BioDepot-Workflow-builder (Bwb)

MANUAL

Bioinformatics Group University of Washington Tacoma

GENERAL INFORMATION

The BioDepot-workflow-builder (Bwb) can be used to build bioinformatics workflows by combining interchangeable and encapsulated widgets, allowing researchers to easily implement and test new algorithms and observe how the outputs differ. Widgets call Docker containers to execute software tools that could potentially be written in a different programming language, require different system configurations and/or developed by different research groups.

Docker Image : https://hub.docker.com/r/biodepot/bwb/

Source code : https://github.com/BioDepot/BioDepot-workflow-builder

Demo video : https://youtu.be/VY1peA4ITog .

Overview: Running Bwb

1\. Install Docker 2\. Start the container with Bwb by executing the following Docker command by typing into a window (Linux) or on the Docker command line (Windows/macOs) ```bash docker run --rm -p 6080:6080 \ -v ~/Desktop/:/data \ -v /var/run/docker.sock:/var/run/docker.sock \ biodepot/bwb ``` 3\. Open a browser and connect to the Bwb container by typing the following url in the address bar of your browser.

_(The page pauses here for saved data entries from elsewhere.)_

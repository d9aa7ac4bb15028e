use anyhow::Result;
use clap::{Args, Parser, Subcommand};
use docsearch::{build_engine, read_config, render_hits, render_skipped, run_repl};
use docsearch_core::{CombinePolicy, EngineConfig, Field};
use std::io;
use std::path::PathBuf;
use tracing_subscriber::{fmt, EnvFilter};

#[derive(Parser)]
#[command(name = "docsearch")]
#[command(about = "Keyword search over a directory of text documents", long_about = None)]
struct Cli {
    /// JSON engine configuration; flags below override it
    #[arg(long, global = true)]
    config: Option<PathBuf>,
    #[command(subcommand)]
    command: Commands,
}

#[derive(Args)]
struct Corpus {
    /// Directory of documents (first line of each file is its title)
    #[arg(long, default_value = "documents")]
    docs: PathBuf,
    /// How multi-word queries combine: union or intersection
    #[arg(long)]
    policy: Option<CombinePolicy>,
}

#[derive(Subcommand)]
enum Commands {
    /// Run a single query and print the matches
    Search {
        #[command(flatten)]
        corpus: Corpus,
        /// Field to search: title or content
        #[arg(long, default_value = "content")]
        field: Field,
        #[arg(long)]
        query: String,
        /// Print results as JSON
        #[arg(long, default_value_t = false)]
        json: bool,
    },
    /// Interactive search session
    Repl {
        #[command(flatten)]
        corpus: Corpus,
    },
}

fn main() -> Result<()> {
    fmt().with_env_filter(EnvFilter::from_default_env()).init();
    let cli = Cli::parse();

    let mut config = match &cli.config {
        Some(path) => read_config(path)?,
        None => EngineConfig::default(),
    };

    match cli.command {
        Commands::Search { corpus, field, query, json } => {
            if let Some(policy) = corpus.policy {
                config.policy = policy;
            }
            let (engine, report) = build_engine(config, &corpus.docs)?;
            render_skipped(&mut io::stderr().lock(), &report)?;
            let ids = engine.search(&query, field);
            let hits = engine.hits(&ids, field);
            if json {
                println!("{}", serde_json::to_string_pretty(&hits)?);
            } else {
                println!("Query: '{query}' (Search by: {field})");
                render_hits(&mut io::stdout().lock(), &hits)?;
            }
        }
        Commands::Repl { corpus } => {
            if let Some(policy) = corpus.policy {
                config.policy = policy;
            }
            let (engine, report) = build_engine(config, &corpus.docs)?;
            tracing::info!(loaded = report.loaded, skipped = report.skipped.len(), "documents loaded");
            render_skipped(&mut io::stderr().lock(), &report)?;
            run_repl(&engine, io::stdin().lock(), io::stdout().lock())?;
        }
    }
    Ok(())
}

In Linux the url is:

http://localhost:6080

For cloud instances and remote servers use the ip of the instance or remote server instead of localhost.

For Windows and Macs the url is http://192.168.99.100:6080

For Windows and Macs the IP may vary depending on your setup - instructions are here to find it)

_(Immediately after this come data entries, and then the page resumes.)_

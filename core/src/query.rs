//! Boolean keyword evaluation over an [`InvertedIndex`].

use crate::error::SearchError;
use crate::index::{Field, InvertedIndex};
use crate::store::KeyValueStore;
use crate::tokenizer::analyze;
use crate::DocId;
use serde::{Deserialize, Serialize};
use std::collections::BTreeSet;
use std::fmt;
use std::str::FromStr;

/// How the posting lists of a multi-token query are combined.
#[derive(Debug, Clone, Copy, Default, PartialEq, Eq, Serialize, Deserialize)]
#[serde(rename_all = "lowercase")]
pub enum CombinePolicy {
    /// A document matches if it contains any query token.
    #[default]
    Union,
    /// A document matches only if it contains every query token.
    Intersection,
}

impl fmt::Display for CombinePolicy {
    fn fmt(&self, f: &mut fmt::Formatter<'_>) -> fmt::Result {
        f.write_str(match self {
            CombinePolicy::Union => "union",
            CombinePolicy::Intersection => "intersection",
        })
    }
}

impl FromStr for CombinePolicy {
    type Err = SearchError;

    fn from_str(s: &str) -> Result<Self, Self::Err> {
        match s.trim().to_ascii_lowercase().as_str() {
            "union" | "any" | "or" => Ok(CombinePolicy::Union),
            "intersection" | "all" | "and" => Ok(CombinePolicy::Intersection),
            other => Err(SearchError::invalid(format!(
                "unknown combine policy `{other}`, expected `union` or `intersection`"
            ))),
        }
    }
}

/// Run `query` against one field of `index`.
///
/// Returns matching document ids deduplicated and in ascending order. A query
/// with no tokens left after stopword removal matches nothing.
pub fn evaluate<S>(index: &InvertedIndex<S>, query: &str, field: Field, policy: CombinePolicy) -> Vec<DocId>
where
    S: KeyValueStore<String, Vec<DocId>>,
{
    let tokens = analyze(query);
    let Some((first, rest)) = tokens.split_first() else {
        return Vec::new();
    };

    let lookup = |token: &str| index.postings(field, token).unwrap_or(&[]);
    let mut result: BTreeSet<DocId> = lookup(first).iter().copied().collect();
    for token in rest {
        let postings = lookup(token);
        match policy {
            CombinePolicy::Union => result.extend(postings.iter().copied()),
            CombinePolicy::Intersection => {
                if result.is_empty() {
                    break;
                }
                let other: BTreeSet<DocId> = postings.iter().copied().collect();
                result.retain(|id| other.contains(id));
            }
        }
    }
    tracing::trace!(%field, %policy, tokens = tokens.len(), hits = result.len(), "query evaluated");
    result.into_iter().collect()
}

4. To quit the container, right click inside the browser and choose the QUIT container option. Alternatively, you can also stop it by finding the container id and stopping the container. Quitting the browser just closes the viewport to the container - it does not stop the container.

Installing and starting Docker

Linux

1. Update your package manager index.

On Debian based distros such as Ubuntu the package manager is apt-get

sudo apt-get -y update

On Redhat based distros such as Fedora/Centos the package manager is dnf or yum on older systems

sudo dnf -y update

2. Install Docker. Ubuntu;

sudo apt-get -y install docker-engine

Fedora/Centos:

sudo dnf -y install docker

3. Start the Docker daemon.

sudo service docker start

4. Verify docker is installed correctly.

sudo docker run hello-world

The last command downloads a test image and runs it in a container. When the container runs, it prints an informational message. Then, it exits

For more information please refer to -

https://docs.docker.com/engine/installation/linux/ubuntulinux/

macOS

1. Download the Docker package - Docker for Mac 2. To install Docker: double-click Docker.dmg to open the installer, then drag Moby the whale to the Applications folder.

3. To start Docker: double-click Docker.app in the Applications folder. (In the example below, the Applications folder is in “grid” view mode.)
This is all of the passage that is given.